Are there any faults or problems with it, in your opinion. Or have you been happy with your purchase? 

John


----------



## Powder keg (Mar 18, 2008)

Hey Bog, I have the same mill made by Enco a few years back. It's a great machine. The only flaw that I noticed was That it was to short for most of my work. I built a 6" spacer for the column and that fixed that. I also wished I'd bought the power feed. 

Have fun, Wes


----------



## raym 11 (Mar 18, 2008)

John;
It's a Grizzly Mill.

I luckily got a good one.

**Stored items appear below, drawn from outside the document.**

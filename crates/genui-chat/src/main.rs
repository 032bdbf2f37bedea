mod cli;
mod command;
mod render;

use std::path::Path;
use std::sync::Arc;
use std::time::Duration;

use anyhow::Context as _;
use clap::Parser as _;
use genui_core::observability::init_observability;
use genui_core::prelude::*;
use genui_core::remote::RemoteConfig;
use tokio::io::{AsyncBufReadExt as _, BufReader};
use tracing::{debug, warn};

use crate::cli::Args;
use crate::command::{Command, HELP};
use crate::render::Renderer;

#[tokio::main]
async fn main() -> anyhow::Result<()> {
    dotenvy::dotenv().ok();
    let args = Args::parse();
    init_observability(&args.log_level);

    let agent = build_agent(&args).await?;
    match args.prompt.as_deref() {
        Some(prompt) => {
            let mut input = TurnInput::new(prompt);
            if let Some(path) = &args.file {
                input = input.file(FileAttachment::from_path(path).await?);
            }
            run_turn(&agent, input).await?;
        }
        None => repl(&agent).await?,
    }
    Ok(())
}

async fn build_agent(args: &Args) -> anyhow::Result<Agent> {
    if let Some(path) = &args.replay {
        return replay_agent(path).await;
    }
    let mut config = RemoteConfig::from_env()?;
    if let Some(url) = &args.url {
        config = config.url(url.clone());
    }
    if let Some(secs) = args.timeout_secs {
        config = config.timeout(Duration::from_secs(secs));
    }
    debug!(url = %config.url, timeout = ?config.timeout, "connecting to remote agent");
    Ok(Agent::remote(config)?)
}

async fn replay_agent(path: &Path) -> anyhow::Result<Agent> {
    let text = tokio::fs::read_to_string(path)
        .await
        .with_context(|| format!("failed to read replay file {}", path.display()))?;
    let source = ReplaySource::from_jsonl(path.display().to_string(), &text)?;
    Ok(Agent::builder().source(Arc::new(source)).build()?)
}

/// Runs one turn, rendering its UI live. Returns `None` when the turn failed
/// or was aborted; the failure has already been reported.
async fn run_turn(agent: &Agent, input: TurnInput) -> anyhow::Result<Option<TurnOutcome>> {
    let mut turn = agent.submit(input)?;
    let abort = turn.abort_handle();
    let mut renderer = Renderer::new(std::io::stdout());

    loop {
        tokio::select! {
            update = turn.ui().next_update() => match update {
                Some(update) => renderer.render(&update)?,
                None => break,
            },
            signal = tokio::signal::ctrl_c() => {
                signal.context("failed to listen for Ctrl-C")?;
                eprintln!("\naborting turn...");
                abort.abort();
            }
        }
    }
    renderer.finish()?;

    match turn.finish().await {
        Ok(outcome) => Ok(Some(outcome)),
        Err(GenUiError::TurnFailed(TurnFailure::Cancelled)) => {
            eprintln!("turn cancelled");
            Ok(None)
        }
        Err(GenUiError::TurnFailed(failure)) => {
            eprintln!("turn failed: {failure}");
            Ok(None)
        }
        Err(err) => Err(err.into()),
    }
}

async fn repl(agent: &Agent) -> anyhow::Result<()> {
    println!("genui-chat connected to {}. Type /help for commands.", agent.endpoint());
    let mut lines = BufReader::new(tokio::io::stdin()).lines();
    let mut history = ChatHistory::default();
    let mut staged: Option<FileAttachment> = None;

    while let Some(line) = lines.next_line().await? {
        match Command::parse(&line) {
            Command::Empty => {}
            Command::Quit => break,
            Command::Help => println!("{HELP}"),
            Command::Unknown(raw) => eprintln!("unknown command {raw:?}; try /help"),
            Command::History => println!("{}", serde_json::to_string_pretty(&history)?),
            Command::Attach(path) => match FileAttachment::from_path(&path).await {
                Ok(file) => {
                    println!("attached {} ({})", path.display(), file.extension);
                    staged = Some(file);
                }
                Err(err) => eprintln!("{err}"),
            },
            Command::Message(message) => {
                let mut input = TurnInput::new(message).history(history.clone());
                if let Some(file) = staged.take() {
                    input = input.file(file);
                }
                match run_turn(agent, input).await {
                    Ok(Some(outcome)) => history = outcome.history,
                    Ok(None) => {}
                    Err(err) => {
                        warn!(error = %err, "turn could not be run");
                        eprintln!("error: {err:#}");
                    }
                }
            }
        }
    }
    Ok(())
}
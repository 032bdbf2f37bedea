//! Common imports for typical usage.
//!
//! Exports the types needed to build an agent, run turns and render their
//! UI updates.
pub use crate::{
    AbortHandle, Agent, AgentBuilder, ChatHistory, ChatRole, EventSource, FileAttachment, Fragment,
    GenUiError, ReplaySource, StreamEvent, ToolKind, Turn, TurnFailure, TurnInput, TurnOutcome,
    UiUpdate, UiView,
};
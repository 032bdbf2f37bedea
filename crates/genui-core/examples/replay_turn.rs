use std::sync::Arc;

use genui_core::prelude::*;
use serde_json::json;

fn recorded_events() -> Vec<StreamEvent> {
    vec![
        StreamEvent::new("on_chain_end", "invoke_model", "m1")
            .with_output(json!({"tool_calls": [{"type": "github-repo", "args": {"owner": "tokio-rs", "repo": "tokio"}}]})),
        StreamEvent::new("on_chain_end", "invoke_tools", "t1").with_output(json!({"tool_result": {
            "owner": "tokio-rs",
            "repo": "tokio",
            "description": "A runtime for writing reliable asynchronous applications with Rust.",
            "stars": 27000,
            "language": "Rust"
        }})),
    ]
}

#[tokio::main(flavor = "current_thread")]
async fn main() -> Result<(), GenUiError> {
    let agent = Agent::builder()
        .source(Arc::new(ReplaySource::new("recorded", recorded_events())))
        .build()?;

    let outcome = agent.submit(TurnInput::new("Tell me about tokio"))?.finish().await?;
    for fragment in outcome.ui.fragments() {
        match &fragment.fragment {
            Fragment::Tool(component) => println!("{component}"),
            Fragment::StreamingText(text) => println!("{text}"),
        }
    }
    println!("final value: {:?}", outcome.final_value);
    Ok(())
}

It is about 4 yrs old and has been an 'honest' mill .Plenty straight and sturdy enough for the home machinist. the z travel is only ~3" but the knee travel gives me about a 12 " of headroom.
I bought the DRO separately from Shooting Star and it is also very good for the price with lots of neat features.

Ray


----------



## Bogstandard (Mar 19, 2008)

Many thanks for that gents, I now think my mind is made up.
There is nothing like first hand experience.


John


----------



## greenie (Mar 20, 2008)

Bogstandard  said:
			
		

> Ray,
> I am looking at a new miller, basically the same one as you have. 3 axis DRO with table power feeds.
> 
> Are there any faults or problems with it, in your opinion. Or have you been happy with your purchase?
> ...



Righto John, the mill/drill in the first photo, it looks like a Sieg X2, is it? If it is, then the motor on it, is that a standard motor or have you done some hanky panky with it? If you have done a conversion, what is the new motor rated at?

regards greenie


----------